MONTEGO BAY, St James — The mother of a murdered 15-year-old student of Holmwood Technical High School in Manchester is still struggling with the death of her eldest daughter.
“I am still unhappy,” said Latoya Reece, mother of Nastacia Turner.
Turner died earlier this year after sustaining injuries, reportedly at the hands of her cousin. Allegations are that a question of paternity led to the youngster being bullied by her father’s niece, along with Reece’s calls for intervention falling on deaf ears.
The 16-year-old girl accused of the crime was charged recently with manslaughter, confirmed Deputy Superintendent of Police Winston Milton, the commanding officer for Trelawny. Her first court date was last Monday.
However, Reece told the Jamaica Observer that she is still struggling with the loss of her daughter after her senseless killing in their Mendez Town community in Trelawny on Tuesday, March 14.
Reece further explained that though she is grateful that the accused girl has been brought before the court, she is saddened that her daughter, who she said was full of life, cannot be brought back.
“Mi nuh happy, I am still unhappy because I am still grieving. I feel better that I am going to get justice for my daughter but I am still not happy because this cannot bring her back,” she told the Sunday Observer.
During a previous interview with the Sunday Observer, Reece shared that she cannot forget the sight of her daughter lying in the road. Reece remembers the evening vividly, as her daughter came home from school complaining about being bullied by her cousin. The mother said that her daughter also complained about pain from cramps and she went to purchase painkillers from a nearby community shop.
Unlike other reports, Reece told the Sunday Observer that her daughter did not attempt to fight back, and she is left traumatised after seeing Turner’s head being slammed onto the road.
The mother and daughter duo had reportedly shared a close bond. Just days before her death, Reece said that Turner sent a heartwarming message to share her love and respect for her.
In the message, which was shared with the Sunday Observer, Turner told her mother that she was grateful to have her support.
“Love is a great gift that we should never take for granted. I am very lucky to have you mom and I appreciate how much you genuinely care. I never had to ask for your love, you gave it freely and without question,” Turner said.
She continued, “There are many people that are not so lucky. Thank you for never judging me, for always being by my side and for loving me every day.”
In addition to that, the youngster went on to thank her mother for showing her the importance of having good values and morals.
“Virtue is something you instilled in me. Its importance helps me every day of my life. Even if it didn’t seem like I was listening to everything you had to say and to what you taught me; I was and it made me become the better person that I am today. I live and love with honesty, respectfulness and integrity,” the 15-year-old said to her mother three days before her death.
“I know there is nothing you wouldn’t do for me,” the youngster also said.
Turner ended her message with “I LOVE YOU, MOM”, to which Reece responded, “I love you too, my firstborn”.
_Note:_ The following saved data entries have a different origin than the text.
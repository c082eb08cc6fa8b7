//! In-memory reference implementation of the link storage traits.
//!
//! All tables live behind one lock so the cross-table operations
//! (`complete_verification`) execute as a single critical section, giving
//! the same linearizability a serializable transaction would.

use crate::model::{AuditAppend, AuditRecord, QueryWindow, SweepOutcome};
use crate::traits::{AuditStore, IdentityStore, TokenStore, VerificationStore};
use crate::{StorageError, StorageResult};
use async_trait::async_trait;
use chrono::{DateTime, Utc};
use crosslink_types::{
    IdentityRecord, LinkStats, PrimaryId, SecondaryId, SessionToken, VerificationCode,
    VerificationRecord, VerificationStatus,
};
use std::collections::HashMap;
use std::sync::RwLock;
use uuid::Uuid;

#[derive(Default)]
struct State {
    /// Keyed by primary identifier.
    identities: HashMap<String, IdentityRecord>,
    /// Keyed by normalized code.
    verifications: HashMap<String, VerificationRecord>,
    /// Keyed by token string.
    tokens: HashMap<String, SessionToken>,
    audits: Vec<AuditRecord>,
}

/// In-memory link storage adapter.
#[derive(Default)]
pub struct InMemoryLinkStorage {
    state: RwLock<State>,
}

impl InMemoryLinkStorage {
    pub fn new() -> Self {
        Self::default()
    }
}

fn commit_link_locked(
    state: &mut State,
    primary: &PrimaryId,
    secondary: &SecondaryId,
    secondary_name: &str,
    now: DateTime<Utc>,
) -> StorageResult<IdentityRecord> {
    let holder = state
        .identities
        .values()
        .find(|record| record.secondary_id.as_ref() == Some(secondary));
    if let Some(holder) = holder {
        if holder.primary_id != *primary {
            return Err(StorageError::Conflict(format!(
                "secondary identity {} is already linked",
                secondary
            )));
        }
    }

    let record = state
        .identities
        .get_mut(&primary.0)
        .ok_or_else(|| StorageError::NotFound(format!("identity {} not found", primary)))?;

    record.secondary_id = Some(secondary.clone());
    record.secondary_name = Some(secondary_name.to_string());
    record.linked = true;
    record.updated_at = now;
    Ok(record.clone())
}

#[async_trait]
impl IdentityStore for InMemoryLinkStorage {
    async fn find_by_primary(&self, id: &PrimaryId) -> StorageResult<Option<IdentityRecord>> {
        let state = self
            .state
            .read()
            .map_err(|_| StorageError::Backend("state lock poisoned".to_string()))?;
        Ok(state.identities.get(&id.0).cloned())
    }

    async fn find_by_secondary(&self, id: &SecondaryId) -> StorageResult<Option<IdentityRecord>> {
        let state = self
            .state
            .read()
            .map_err(|_| StorageError::Backend("state lock poisoned".to_string()))?;
        Ok(state
            .identities
            .values()
            .find(|record| record.secondary_id.as_ref() == Some(id))
            .cloned())
    }

    async fn upsert_primary(
        &self,
        id: &PrimaryId,
        display_tag: &str,
    ) -> StorageResult<IdentityRecord> {
        let mut state = self
            .state
            .write()
            .map_err(|_| StorageError::Backend("state lock poisoned".to_string()))?;

        let record = state
            .identities
            .entry(id.0.clone())
            .or_insert_with(|| IdentityRecord::unlinked(id.clone(), display_tag));
        if record.display_tag != display_tag {
            record.display_tag = display_tag.to_string();
            record.updated_at = Utc::now();
        }
        Ok(record.clone())
    }

    async fn commit_link(
        &self,
        primary: &PrimaryId,
        secondary: &SecondaryId,
        secondary_name: &str,
    ) -> StorageResult<IdentityRecord> {
        let mut state = self
            .state
            .write()
            .map_err(|_| StorageError::Backend("state lock poisoned".to_string()))?;
        commit_link_locked(&mut state, primary, secondary, secondary_name, Utc::now())
    }

    async fn unlink(&self, primary: &PrimaryId) -> StorageResult<Option<IdentityRecord>> {
        let mut state = self
            .state
            .write()
            .map_err(|_| StorageError::Backend("state lock poisoned".to_string()))?;

        let Some(record) = state.identities.get_mut(&primary.0) else {
            return Ok(None);
        };
        if record.linked || record.secondary_id.is_some() {
            record.secondary_id = None;
            record.secondary_name = None;
            record.linked = false;
            record.updated_at = Utc::now();
        }
        Ok(Some(record.clone()))
    }

    async fn stats(&self) -> StorageResult<LinkStats> {
        let state = self
            .state
            .read()
            .map_err(|_| StorageError::Backend("state lock poisoned".to_string()))?;
        let total = state.identities.len() as u64;
        let linked = state.identities.values().filter(|r| r.linked).count() as u64;
        Ok(LinkStats {
            total,
            linked,
            unlinked: total - linked,
        })
    }
}

#[async_trait]
impl VerificationStore for InMemoryLinkStorage {
    async fn create_verification(&self, record: VerificationRecord) -> StorageResult<()> {
        let mut state = self
            .state
            .write()
            .map_err(|_| StorageError::Backend("state lock poisoned".to_string()))?;

        if let Some(existing) = state.verifications.get(record.code.as_str()) {
            if existing.is_live(record.created_at) {
                return Err(StorageError::Conflict(format!(
                    "code {} collides with a live record",
                    record.code.redacted()
                )));
            }
        }
        state
            .verifications
            .insert(record.code.as_str().to_string(), record);
        Ok(())
    }

    async fn find_by_code(
        &self,
        code: &VerificationCode,
    ) -> StorageResult<Option<VerificationRecord>> {
        let state = self
            .state
            .read()
            .map_err(|_| StorageError::Backend("state lock poisoned".to_string()))?;
        Ok(state.verifications.get(code.as_str()).cloned())
    }

    async fn find_pending_by_owner(
        &self,
        owner: &PrimaryId,
        now: DateTime<Utc>,
    ) -> StorageResult<Option<VerificationRecord>> {
        let state = self
            .state
            .read()
            .map_err(|_| StorageError::Backend("state lock poisoned".to_string()))?;
        Ok(state
            .verifications
            .values()
            .filter(|record| record.owner == *owner && record.is_live(now))
            .max_by_key(|record| record.created_at)
            .cloned())
    }

    async fn complete_verification(
        &self,
        code: &VerificationCode,
        now: DateTime<Utc>,
    ) -> StorageResult<IdentityRecord> {
        let mut state = self
            .state
            .write()
            .map_err(|_| StorageError::Backend("state lock poisoned".to_string()))?;

        let (status, expires_at, owner, secondary, secondary_name) = {
            let record = state
                .verifications
                .get(code.as_str())
                .ok_or_else(|| StorageError::NotFound(format!("code {}", code.redacted())))?;
            (
                record.status,
                record.expires_at,
                record.owner.clone(),
                record.target_secondary_id.clone(),
                record.target_secondary_name.clone(),
            )
        };

        if status != VerificationStatus::Pending {
            return Err(StorageError::InvariantViolation(format!(
                "code {} is not pending",
                code.redacted()
            )));
        }
        if now >= expires_at {
            // Read-after-expiry lapses the record; the sweep would do the
            // same on its own schedule.
            if let Some(record) = state.verifications.get_mut(code.as_str()) {
                record.status = VerificationStatus::Expired;
            }
            return Err(StorageError::Expired(format!("code {}", code.redacted())));
        }

        // One critical section: a commit failure leaves the record pending.
        let identity = commit_link_locked(&mut state, &owner, &secondary, &secondary_name, now)?;

        if let Some(record) = state.verifications.get_mut(code.as_str()) {
            record.status = VerificationStatus::Completed;
        }
        Ok(identity)
    }

    async fn expire_pending_for_owner(
        &self,
        owner: &PrimaryId,
        now: DateTime<Utc>,
    ) -> StorageResult<u64> {
        let mut state = self
            .state
            .write()
            .map_err(|_| StorageError::Backend("state lock poisoned".to_string()))?;

        let mut expired = 0;
        for record in state.verifications.values_mut() {
            if record.owner == *owner && record.is_live(now) {
                record.status = VerificationStatus::Expired;
                expired += 1;
            }
        }
        Ok(expired)
    }

    async fn sweep_expired(&self, now: DateTime<Utc>) -> StorageResult<SweepOutcome> {
        let mut state = self
            .state
            .write()
            .map_err(|_| StorageError::Backend("state lock poisoned".to_string()))?;

        let mut outcome = SweepOutcome::default();
        for record in state.verifications.values_mut() {
            if record.status == VerificationStatus::Pending && record.expires_at < now {
                record.status = VerificationStatus::Expired;
                outcome.expired_verifications += 1;
            }
        }

        let before = state.tokens.len();
        state
            .tokens
            .retain(|_, token| !token.used && token.expires_at >= now);
        outcome.purged_tokens = (before - state.tokens.len()) as u64;

        Ok(outcome)
    }
}

#[async_trait]
impl TokenStore for InMemoryLinkStorage {
    async fn issue_token(&self, token: SessionToken) -> StorageResult<()> {
        let mut state = self
            .state
            .write()
            .map_err(|_| StorageError::Backend("state lock poisoned".to_string()))?;

        if state.tokens.contains_key(&token.token) {
            return Err(StorageError::Conflict("token already issued".to_string()));
        }
        state.tokens.insert(token.token.clone(), token);
        Ok(())
    }

    async fn redeem_token(&self, token: &str, now: DateTime<Utc>) -> StorageResult<PrimaryId> {
        let mut state = self
            .state
            .write()
            .map_err(|_| StorageError::Backend("state lock poisoned".to_string()))?;

        let stored = state
            .tokens
            .get_mut(token)
            .ok_or_else(|| StorageError::NotFound("unknown token".to_string()))?;

        if stored.used {
            return Err(StorageError::InvariantViolation(
                "token already redeemed".to_string(),
            ));
        }
        if now >= stored.expires_at {
            return Err(StorageError::Expired("token past its TTL".to_string()));
        }
        stored.used = true;
        Ok(stored.owner.clone())
    }
}

#[async_trait]
impl AuditStore for InMemoryLinkStorage {
    async fn append_audit(&self, event: AuditAppend) -> StorageResult<AuditRecord> {
        let mut state = self
            .state
            .write()
            .map_err(|_| StorageError::Backend("state lock poisoned".to_string()))?;

        let previous_hash = state.audits.last().map(|e| e.hash.clone());
        let sequence = state.audits.len() as u64 + 1;
        let hash = compute_audit_hash(&event, previous_hash.as_deref(), sequence)?;

        let record = AuditRecord {
            event_id: format!("audit-{}", Uuid::new_v4()),
            sequence,
            timestamp: event.timestamp,
            action: event.action,
            subject: event.subject,
            details: event.details,
            previous_hash,
            hash,
        };

        state.audits.push(record.clone());
        Ok(record)
    }

    async fn list_audit(&self, window: QueryWindow) -> StorageResult<Vec<AuditRecord>> {
        let state = self
            .state
            .read()
            .map_err(|_| StorageError::Backend("state lock poisoned".to_string()))?;
        let mut values = state.audits.clone();
        values.sort_by(|a, b| b.sequence.cmp(&a.sequence));
        Ok(apply_window(values, window))
    }
}

fn compute_audit_hash(
    event: &AuditAppend,
    previous_hash: Option<&str>,
    sequence: u64,
) -> StorageResult<String> {
    let serializable = serde_json::json!({
        "previous_hash": previous_hash,
        "sequence": sequence,
        "timestamp": event.timestamp,
        "action": event.action,
        "subject": event.subject.as_ref().map(|id| id.0.clone()),
        "details": event.details,
    });
    let serialized = serde_json::to_vec(&serializable)
        .map_err(|e| StorageError::Serialization(e.to_string()))?;
    Ok(blake3::hash(&serialized).to_hex().to_string())
}

fn apply_window<T>(items: Vec<T>, window: QueryWindow) -> Vec<T> {
    let iter = items.into_iter().skip(window.offset);
    if window.limit == 0 {
        iter.collect()
    } else {
        iter.take(window.limit).collect()
    }
}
The grieving mother told the Sunday Observer that it is through that interaction with her daughter that she finds the strength to fight for justice. But the days are not getting easier, as Reece has two other daughters who are also struggling with the death of their big sister.
“They are not handling it well. We are all still grieving,” she said, before stating that her 14-year-old daughter is now attending counselling to help her through the grief process.
“She is still going to counselling. I had to bring her to counselling at the hospital and I still have to pay to get her counselling. Even Monday morning mi mother affi go bring her to counselling. Sometimes she just sits and looks out in space — with a blank face. Whenever others are crying, she does not cry at all,” Reece explained.
As for her extended family, Reece said that they, too, are still grappling with the youngster’s death. Turner is fondly remembered by her infectious laugh and her ambition of becoming a member of the Jamaica Constabulary Force after completing her studies.
Reece said that that was the source of an additional heartache which she deals with daily.
“Mi see people a get ready to pay for their children’s exams and I don’t have my daughter own to pay for,” she said, pointing out that Turner would now be preparing to sit Caribbean Secondary Education Certificate examinations next May.